II. The District Defendants' Motion To Dismiss
The District and Schauer move to dismiss all claims against them. Johnson did not file a response to the District Defendants' motion. As this court has determined previously, a plaintiff s failure to respond to a dispositive motion may be construed as a concession on the merits. See Yentz v. Nat'l Credit Adjusters, LLC, No. 3:20-cv-01364-AC, 2021 WL 1277961, at *4 (D. Or. Feb. 15, 2021), adopted, 2021 WL 1270457 (Apr. 6, 2021) (granting motion to dismiss where plaintiff failed to respond to the motion, finding it a concession on the merits and treating claim as abandoned) (collecting cases); Fletcher v. U.S. Dep't of Agric., Case No. 3:20-cv-1243-SI, 2021 WL 1857407, at *4 (D. Or. May 10, 2021) (dismissing complaint on motion to dismiss where plaintiff failed to respond). Numerous decisions are in accord with Yentz. See Carvalho v. Equifax Info. Servs., LLC, 629 F.3d 876, 888 (9th Cir. 2010) (“A plaintiff who makes a claim . . . in his complaint, but fails to raise the issue in response to a defendant's motion to dismiss . . . has effectively abandoned his claim, and cannot raise it on appeal.”) (citations omitted); Hensley v. Interstate Meat Distrib., Inc., Case No. 3:19-cv-0533-YY, 2020 WL 1677658, at *4 (D. Or. Jan. 10, 2020), adopted, 2020 WL 1674350 (D. Or. Apr. 6, 2020) (“Given the circumstances here, dismissal is appropriate. Plaintiff has failed to file any response to defendant's motion to dismiss, even though the court granted him an extension of time to do so.”).
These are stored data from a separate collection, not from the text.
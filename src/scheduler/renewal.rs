use std::sync::atomic::{AtomicU64, Ordering};
use std::sync::Arc;
use std::time::Duration;

use chrono::Duration as ChronoDuration;
use serde::Serialize;
use tokio::sync::{Mutex, MutexGuard, RwLock};
use tokio::task::JoinHandle;
use tokio::time::{interval_at, Instant, MissedTickBehavior};
use tokio_util::sync::CancellationToken;
use tracing::{debug, error, info, warn};

use crate::cache::token_cache::TokenCache;
use crate::cache::token_clock::{lead_time_from_seconds, TokenClock};
use crate::cache::token_record::TokenRecord;
use crate::config::settings::SettingsConfig;
use crate::error::AuthError;
use crate::helpers::time::{get_instant, now};
use crate::observability::metrics::Metrics;
use crate::resilience::retry::RetrySettings;
use crate::sources::TokenExchange;

#[derive(Debug, Clone, Copy, PartialEq, Eq, Serialize)]
#[serde(rename_all = "snake_case")]
pub enum RenewalState {
    Idle,
    Checking,
    Renewing,
    /// Refresh token rejected; only a new authorization code leaves this state.
    Faulted,
}

impl RenewalState {
    fn as_gauge(self) -> i64 {
        match self {
            RenewalState::Idle => 0,
            RenewalState::Checking => 1,
            RenewalState::Renewing => 2,
            RenewalState::Faulted => 3,
        }
    }
}

/// What caused a renewal attempt; used as the metrics label.
#[derive(Debug, Clone, Copy, PartialEq, Eq)]
pub enum RenewalTrigger {
    Scheduled,
    OnDemand,
    Forced,
    Startup,
}

impl RenewalTrigger {
    pub fn as_str(&self) -> &'static str {
        match self {
            RenewalTrigger::Scheduled => "scheduled",
            RenewalTrigger::OnDemand => "on_demand",
            RenewalTrigger::Forced => "forced",
            RenewalTrigger::Startup => "startup",
        }
    }
}

#[derive(Debug, Clone, PartialEq, Eq)]
pub enum RenewalOutcome {
    Renewed(TokenRecord),
    /// Old record kept; the next tick tries again.
    Failed(AuthError),
    /// Refresh token rejected; automatic renewal halted.
    Faulted(AuthError),
    /// Nothing to renew, or renewal already halted.
    Skipped,
}

#[derive(Debug, Clone, PartialEq, Eq)]
pub enum TickOutcome {
    NoRecord,
    NotDue,
    Renewed,
    Failed,
    Faulted,
    /// A renewal was already in flight.
    Busy,
    /// Scheduler is faulted; tick ignored.
    Halted,
}

/// Timing knobs of the renewal loop.
#[derive(Debug, Clone)]
pub struct RenewalSettings {
    pub tick_interval: Duration,
    pub lead_time: ChronoDuration,
    pub startup_timeout: Duration,
    pub retry: RetrySettings,
}

impl RenewalSettings {
    pub fn from_settings(settings: &SettingsConfig) -> Self {
        Self {
            tick_interval: Duration::from_secs(settings.renewal.tick_interval_seconds),
            lead_time: lead_time_from_seconds(settings.renewal.lead_time_seconds),
            startup_timeout: Duration::from_millis(settings.renewal.startup_timeout_ms),
            retry: RetrySettings::from(settings.retry.as_ref()),
        }
    }
}

impl Default for RenewalSettings {
    fn default() -> Self {
        Self::from_settings(&SettingsConfig::default())
    }
}

/// Decides when to renew and performs renewals.
///
/// Every renewal, scheduled or requested by the manager, runs while holding
/// `gate`, so at most one refresh grant is ever in flight and a rotating
/// refresh token is consumed once.
pub struct RenewalScheduler {
    cache: TokenCache,
    exchange: Arc<dyn TokenExchange>,
    metrics: Arc<Metrics>,
    settings: RenewalSettings,
    state: RwLock<RenewalState>,
    last_error: RwLock<Option<AuthError>>,
    gate: Mutex<()>,
    attempts: AtomicU64,
}

impl RenewalScheduler {
    pub fn new(
        cache: TokenCache,
        exchange: Arc<dyn TokenExchange>,
        metrics: Arc<Metrics>,
        settings: RenewalSettings,
    ) -> Self {
        metrics.scheduler_state.set(RenewalState::Idle.as_gauge());
        Self {
            cache,
            exchange,
            metrics,
            settings,
            state: RwLock::new(RenewalState::Idle),
            last_error: RwLock::new(None),
            gate: Mutex::new(()),
            attempts: AtomicU64::new(0),
        }
    }

    pub async fn state(&self) -> RenewalState {
        *self.state.read().await
    }

    pub async fn last_error(&self) -> Option<AuthError> {
        self.last_error.read().await.clone()
    }

    /// Completed renewal attempts, successful or not.
    pub fn attempt_count(&self) -> u64 {
        self.attempts.load(Ordering::SeqCst)
    }

    pub fn is_expiring_soon(&self, record: &TokenRecord) -> bool {
        TokenClock::is_expiring_soon(record, now(), self.settings.lead_time)
    }

    /// Wait for exclusive renewal rights.
    pub(crate) async fn lock_gate(&self) -> MutexGuard<'_, ()> {
        self.gate.lock().await
    }

    async fn set_state(&self, state: RenewalState) {
        *self.state.write().await = state;
        self.metrics.scheduler_state.set(state.as_gauge());
    }

    /// One scheduler step. Never waits for an in-flight renewal.
    pub async fn tick(&self) -> TickOutcome {
        let guard = match self.gate.try_lock() {
            Ok(guard) => guard,
            Err(_) => {
                debug!("renewal already in flight, tick skipped");
                return TickOutcome::Busy;
            }
        };

        if self.state().await == RenewalState::Faulted {
            debug!("scheduler faulted, waiting for a new authorization code");
            return TickOutcome::Halted;
        }

        self.set_state(RenewalState::Checking).await;
        let record = match self.cache.get().await {
            Some(record) => record,
            None => {
                debug!("no token record yet, nothing to renew");
                self.set_state(RenewalState::Idle).await;
                return TickOutcome::NoRecord;
            }
        };

        if !self.is_expiring_soon(&record) {
            debug!(
                "token valid for {}s more, no renewal needed",
                TokenClock::time_until_expiry(&record, now()).num_seconds()
            );
            self.set_state(RenewalState::Idle).await;
            return TickOutcome::NotDue;
        }

        match self.renew_locked(&guard, record, RenewalTrigger::Scheduled).await {
            RenewalOutcome::Renewed(_) => TickOutcome::Renewed,
            RenewalOutcome::Failed(_) => TickOutcome::Failed,
            RenewalOutcome::Faulted(_) => TickOutcome::Faulted,
            RenewalOutcome::Skipped => TickOutcome::Halted,
        }
    }

    /// Acquire the gate and renew whatever record is current, regardless of
    /// lead time.
    pub async fn renew_now(&self, trigger: RenewalTrigger) -> RenewalOutcome {
        let guard = self.gate.lock().await;
        if self.state().await == RenewalState::Faulted {
            return RenewalOutcome::Skipped;
        }
        match self.cache.get().await {
            Some(record) => self.renew_locked(&guard, record, trigger).await,
            None => RenewalOutcome::Skipped,
        }
    }

    /// Refresh `record` and commit the result. The guard proves the caller
    /// owns the gate.
    pub(crate) async fn renew_locked(
        &self,
        _gate: &MutexGuard<'_, ()>,
        record: TokenRecord,
        trigger: RenewalTrigger,
    ) -> RenewalOutcome {
        self.set_state(RenewalState::Renewing).await;
        self.metrics.renewal_attempts.with_label_values(&[trigger.as_str()]).inc();
        info!(
            "renewing token for owner '{}' ({}), expires at {}",
            record.owner_id,
            trigger.as_str(),
            record.expires_at()
        );

        let start = get_instant();
        let exchange = self.exchange.as_ref();
        let result = self
            .settings
            .retry
            .run_with_retry(|| exchange.refresh(&record), AuthError::is_retryable)
            .await;
        let elapsed = start.elapsed().as_secs_f64();

        let outcome = match result {
            Ok(new_record) => {
                self.cache.commit(new_record.clone()).await;
                *self.last_error.write().await = None;
                self.set_state(RenewalState::Idle).await;
                self.metrics.renewal_duration.with_label_values(&["renewed"]).observe(elapsed);
                info!(
                    "token renewed for owner '{}', valid until {}",
                    new_record.owner_id,
                    new_record.expires_at()
                );
                RenewalOutcome::Renewed(new_record)
            }
            Err(err) if err.is_terminal() => {
                error!("refresh token rejected, automatic renewal halted: {}", err);
                self.record_failure(&err, elapsed).await;
                self.set_state(RenewalState::Faulted).await;
                RenewalOutcome::Faulted(err)
            }
            Err(err) => {
                match &err {
                    AuthError::Rejected { .. } => error!("token renewal rejected, keeping current token: {}", err),
                    _ => warn!("token renewal failed, keeping current token: {}", err),
                }
                self.record_failure(&err, elapsed).await;
                self.set_state(RenewalState::Idle).await;
                RenewalOutcome::Failed(err)
            }
        };

        self.attempts.fetch_add(1, Ordering::SeqCst);
        outcome
    }

    async fn record_failure(&self, err: &AuthError, elapsed: f64) {
        self.metrics.renewal_failures.with_label_values(&[err.reason()]).inc();
        self.metrics.renewal_duration.with_label_values(&["failed"]).observe(elapsed);
        *self.last_error.write().await = Some(err.clone());
    }

    /// Commit a record obtained from a fresh authorization code and leave
    /// the faulted state.
    pub(crate) async fn install_locked(&self, _gate: &MutexGuard<'_, ()>, record: TokenRecord) {
        self.cache.commit(record).await;
        *self.last_error.write().await = None;
        if self.state().await == RenewalState::Faulted {
            info!("new authorization installed, automatic renewal resumed");
        }
        self.set_state(RenewalState::Idle).await;
    }

    /// Run `tick` every `tick_interval` until the returned handle is stopped.
    /// The first tick fires one interval after spawning.
    pub fn spawn(self: Arc<Self>) -> SchedulerHandle {
        let cancel = CancellationToken::new();
        let stop = cancel.clone();
        let cadence = self.settings.tick_interval;

        let task = tokio::spawn(async move {
            let mut ticker = interval_at(Instant::now() + cadence, cadence);
            ticker.set_missed_tick_behavior(MissedTickBehavior::Delay);
            info!("renewal scheduler started, tick every {:?}", cadence);
            loop {
                tokio::select! {
                    biased;
                    _ = stop.cancelled() => break,
                    _ = ticker.tick() => {
                        // a started tick always runs to completion
                        let outcome = self.tick().await;
                        debug!("tick outcome: {:?}", outcome);
                    }
                }
            }
            info!("renewal scheduler stopped");
        });

        SchedulerHandle {
            cancel,
            task: Some(task),
        }
    }
}

/// Owner of the background renewal task.
pub struct SchedulerHandle {
    cancel: CancellationToken,
    task: Option<JoinHandle<()>>,
}

impl SchedulerHandle {
    /// Stop future ticks and wait for the task (and any tick in progress) to
    /// finish. The interval timer is dropped with the task.
    pub async fn stop(mut self) {
        self.cancel.cancel();
        if let Some(task) = self.task.take() {
            if let Err(err) = task.await {
                error!("renewal scheduler task ended abnormally: {}", err);
            }
        }
    }
}

impl Drop for SchedulerHandle {
    fn drop(&mut self) {
        self.cancel.cancel();
    }
}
Here, the Court gave Plaintiff-who is represented by counsel-two extensions of time to respond to the motions to dismiss. Order (ECF Nos. 31, 33). He failed to do so. The Court treats the absence of responsive briefing by Johnson to the District Defendants' motion a concession on the merits. I grant the motion and DISMISS Claims One, Four, Seven, Twelve, Thirteen, Seventeen, Twenty-One, Twenty-Three, and Twenty-Five with prejudice.
CONCLUSION
Based on the foregoing, I GRANT the State Defendants' Motion to Dismiss (ECF No. 27). Claims One, Three, Four, Six, Seven, Eight, Ten, Eleven, Sixteen, Nineteen, Twenty, Twenty-Two, and Twenty-Four are DISMISSED with prejudice. I GRANT the District and Schauer's Motion to Dismiss (ECF No. 22). Claims One, Four, Seven, Twelve, Thirteen, Seventeen, Twenty-One, Twenty-Three, and Twenty-Five are DISMISSED with prejudice.
The only remaining claims in this case are Claim Seventeen against John Doe #2 and Claim Eighteen Against John Doe #3. Plaintiff has failed to identify and serve the remaining Doe defendants. Plaintiff has thirty days from the date of this opinion to identify and serve John Doe #2 named in Claim Seventeen and John Doe #3 named in Claim Eighteen. Fed.R.Civ.P. 4(m).